Po latach reżyser wspominał, że "+Pociąg+ był wielkim zaskoczeniem dla kierownictwa kinematografii. To był taki film, który do niczego nie przystawał. Ani do neorealizmu, ani do tej klasyki rosyjskiej, wtedy sowieckiej, gdzie każda sprawa musiała być w jakiś sposób usprawiedliwiona. To było takie opowiadanie, nie wiadomo, z nieba. I wydaje mi się, że to jest zaletą tego filmu: on nie był podporządkowany żadnym reminiscencjom wojny, była tylko sprawa ludzka".
W latach 50. tworzy się tzw. polska szkoła filmowa. Najbardziej sztandarowe dzieła głównych jej przedstawicieli, jak Andrzej Wajda czy Andrzej Munk, opowiadają o wojnie i losie Polaka w świetle jej zawirowań i konsekwencji.
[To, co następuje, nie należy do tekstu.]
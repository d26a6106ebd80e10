//! Mutable expressions.
//!
//! A variable keeps its declared type, its initial value for reset,
//! and a saved copy used to roll back a single failed assignment.
//! The save/restore pair is not a general undo log; it holds at most
//! one value and only the assignment machinery touches it.
use super::{ExprGraph, ExprId, ExprKind, Wakes};
use crate::{
    cache::StateCache,
    value::{Value, ValueType},
    Dispatcher,
};
use anyhow::{bail, Result};

#[derive(Debug, Clone)]
pub struct VarState {
    pub typ: ValueType,
    pub initial: Value,
    pub saved: Option<Value>,
    pub konst: bool,
}

impl VarState {
    pub fn new(typ: ValueType, initial: Value, konst: bool) -> Self {
        Self { typ, initial, saved: None, konst }
    }
}

impl ExprGraph {
    fn var(&self, id: ExprId) -> &VarState {
        match &self.slot(id).kind {
            ExprKind::Var(v) => v,
            k => panic!("{id} is not a variable: {k:?}"),
        }
    }

    fn var_mut(&mut self, id: ExprId) -> &mut VarState {
        match &mut self.slot_mut(id).kind {
            ExprKind::Var(v) => v,
            k => panic!("{id} is not a variable: {k:?}"),
        }
    }

    pub fn is_var(&self, id: ExprId) -> bool {
        matches!(self.slot(id).kind, ExprKind::Var(_))
    }

    pub fn var_is_const(&self, id: ExprId) -> bool {
        self.var(id).konst
    }

    /// Write a variable, checking the const flag and the declared
    /// type. The stored value updates even while the variable is
    /// inactive; listeners hear about it only when it is active.
    pub fn assign<D: Dispatcher>(
        &mut self,
        id: ExprId,
        v: Value,
        cache: &mut StateCache,
        world: &mut D,
        wakes: &mut Wakes,
    ) -> Result<()> {
        let var = self.var(id);
        if var.konst {
            bail!("assignment to constant variable {id}")
        }
        if !var.typ.accepts(v.value_type()) {
            bail!("cannot store a {} in {id}, declared {}", v.value_type(), var.typ)
        }
        self.set_value(id, v, cache, world, wakes);
        Ok(())
    }

    /// Write one element of an array variable. The backing store is
    /// copied on write, so the initial array (and any saved copy)
    /// is unaffected.
    pub fn assign_element<D: Dispatcher>(
        &mut self,
        id: ExprId,
        index: i64,
        v: Value,
        cache: &mut StateCache,
        world: &mut D,
        wakes: &mut Wakes,
    ) -> Result<()> {
        let var = self.var(id);
        if var.konst {
            bail!("assignment to constant variable {id}")
        }
        let elem: ValueType = match var.typ {
            ValueType::Array(e) => e.into(),
            t => bail!("{id} is not an array variable (declared {t})"),
        };
        if !elem.accepts(v.value_type()) {
            bail!("cannot store a {} element in {id}, declared {elem}", v.value_type())
        }
        let mut arr = match &self.slot(id).value {
            Value::Array(a) => a.clone(),
            Value::Unknown => bail!("element write to unknown array {id}"),
            v => panic!("array variable {id} holds non array value {v}"),
        };
        let i = match usize::try_from(index) {
            Ok(i) if i < arr.len() => i,
            _ => bail!("array index {index} out of range (length {})", arr.len()),
        };
        arr.set(i, v);
        self.set_value(id, Value::Array(arr), cache, world, wakes);
        Ok(())
    }

    /// Restore the initial value and drop any saved copy.
    pub fn reset_var<D: Dispatcher>(
        &mut self,
        id: ExprId,
        cache: &mut StateCache,
        world: &mut D,
        wakes: &mut Wakes,
    ) {
        let var = self.var_mut(id);
        var.saved = None;
        let initial = var.initial.clone();
        self.set_value(id, initial, cache, world, wakes);
    }

    /// Copy the current value aside for later [`ExprGraph::restore_var`].
    pub fn save_var(&mut self, id: ExprId) {
        let cur = self.slot(id).value.clone();
        self.var_mut(id).saved = Some(cur);
    }

    /// Copy the saved value back and notify. No-op if nothing was
    /// saved.
    pub fn restore_var<D: Dispatcher>(
        &mut self,
        id: ExprId,
        cache: &mut StateCache,
        world: &mut D,
        wakes: &mut Wakes,
    ) {
        if let Some(v) = self.var_mut(id).saved.take() {
            self.set_value(id, v, cache, world, wakes);
        }
    }

    pub fn saved_value(&self, id: ExprId) -> Option<&Value> {
        self.var(id).saved.as_ref()
    }
}

#[cfg(test)]
mod test {
    use super::*;
    use crate::{
        expr::Wakes,
        test::harness::NullWorld,
        value::{ArrayValue, ElemType},
    };

    struct Rig {
        g: ExprGraph,
        cache: StateCache,
        world: NullWorld,
        wakes: Wakes,
    }

    impl Rig {
        fn new() -> Self {
            Self {
                g: ExprGraph::new(),
                cache: StateCache::new(),
                world: NullWorld::default(),
                wakes: Wakes::default(),
            }
        }
    }

    macro_rules! call {
        ($r:expr, $m:ident ( $($a:expr),* )) => {{
            let Rig { g, cache, world, wakes } = &mut $r;
            g.$m($($a,)* cache, world, wakes)
        }};
    }

    #[test]
    fn save_restore_round_trip() {
        let mut r = Rig::new();
        let x = r.g.add_var(VarState::new(ValueType::Int, Value::Int(1), false));
        call!(r, activate(x));
        r.g.save_var(x);
        call!(r, assign(x, Value::Int(9))).unwrap();
        assert_eq!(r.g.value_of(x), Value::Int(9));
        call!(r, restore_var(x));
        assert_eq!(r.g.value_of(x), Value::Int(1));
    }

    #[test]
    fn reset_restores_initial() {
        let mut r = Rig::new();
        let x = r.g.add_var(VarState::new(ValueType::Real, Value::Real(2.5), false));
        call!(r, activate(x));
        call!(r, assign(x, Value::Real(7.0))).unwrap();
        call!(r, reset_var(x));
        assert_eq!(r.g.value_of(x), Value::Real(2.5));
    }

    #[test]
    fn const_write_is_fatal() {
        let mut r = Rig::new();
        let x = r.g.add_var(VarState::new(ValueType::Int, Value::Int(1), true));
        call!(r, activate(x));
        assert!(call!(r, assign(x, Value::Int(2))).is_err());
        assert_eq!(r.g.value_of(x), Value::Int(1));
    }

    #[test]
    fn type_checked_writes() {
        let mut r = Rig::new();
        let x = r.g.add_var(VarState::new(ValueType::Real, Value::Real(0.0), false));
        call!(r, activate(x));
        // Int promotes into a Real slot, Str does not
        assert!(call!(r, assign(x, Value::Int(2))).is_ok());
        assert!(call!(r, assign(x, Value::from("no"))).is_err());
    }

    #[test]
    fn array_element_write_is_cow() {
        let mut r = Rig::new();
        let init = ArrayValue::new(
            ElemType::Int,
            3,
            vec![Value::Int(1), Value::Int(2), Value::Int(3)],
        )
        .unwrap();
        let x = r.g.add_var(VarState::new(
            ValueType::Array(ElemType::Int),
            Value::Array(init),
            false,
        ));
        call!(r, activate(x));
        call!(r, assign_element(x, 1, Value::Int(42))).unwrap();
        match r.g.value_of(x) {
            Value::Array(a) => assert_eq!(a.get(1), Some(&Value::Int(42))),
            v => panic!("not an array: {v}"),
        }
        // out of range and wrong element type are fatal
        assert!(call!(r, assign_element(x, 3, Value::Int(0))).is_err());
        assert!(call!(r, assign_element(x, 0, Value::from("s"))).is_err());
        // reset goes back to the untouched initial
        call!(r, reset_var(x));
        match r.g.value_of(x) {
            Value::Array(a) => assert_eq!(a.get(1), Some(&Value::Int(2))),
            v => panic!("not an array: {v}"),
        }
    }
}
Przytoczyć tu można "Kanał" (1956), "Popiół i diament" (1958) – oba Andrzeja Wajdy, czy też film "Eroica" (1958) Andrzeja Munka. "Pociąg" Kawalerowicza nie wpisuje się w ten nurt. Jest bowiem filmem o bardziej uniwersalnej wymowie, można powiedzieć – zdemilitaryzowanym. Nie opowiada o wojnie, jej reperkusjach czy tragicznym losie Polaka, który z bronią w ręku walczy o wolność. Akcja filmu nie musi ograniczać się tylko do polskiego pociągu, zarówno dosłownie, jak i w przenośni. Równie dobrze może to być pociąg w każdym innym kraju. Być może dlatego właśnie był lepiej zrozumiany na zachodzie. "Jest delikatną metaforą podróży przez życie. Podróży, która nie ma żadnego wyraźnego celu" – tak o "Pociągu" wypowiedział się Sobolewski. Podkreśla to dość uniwersalny wymiar filmu.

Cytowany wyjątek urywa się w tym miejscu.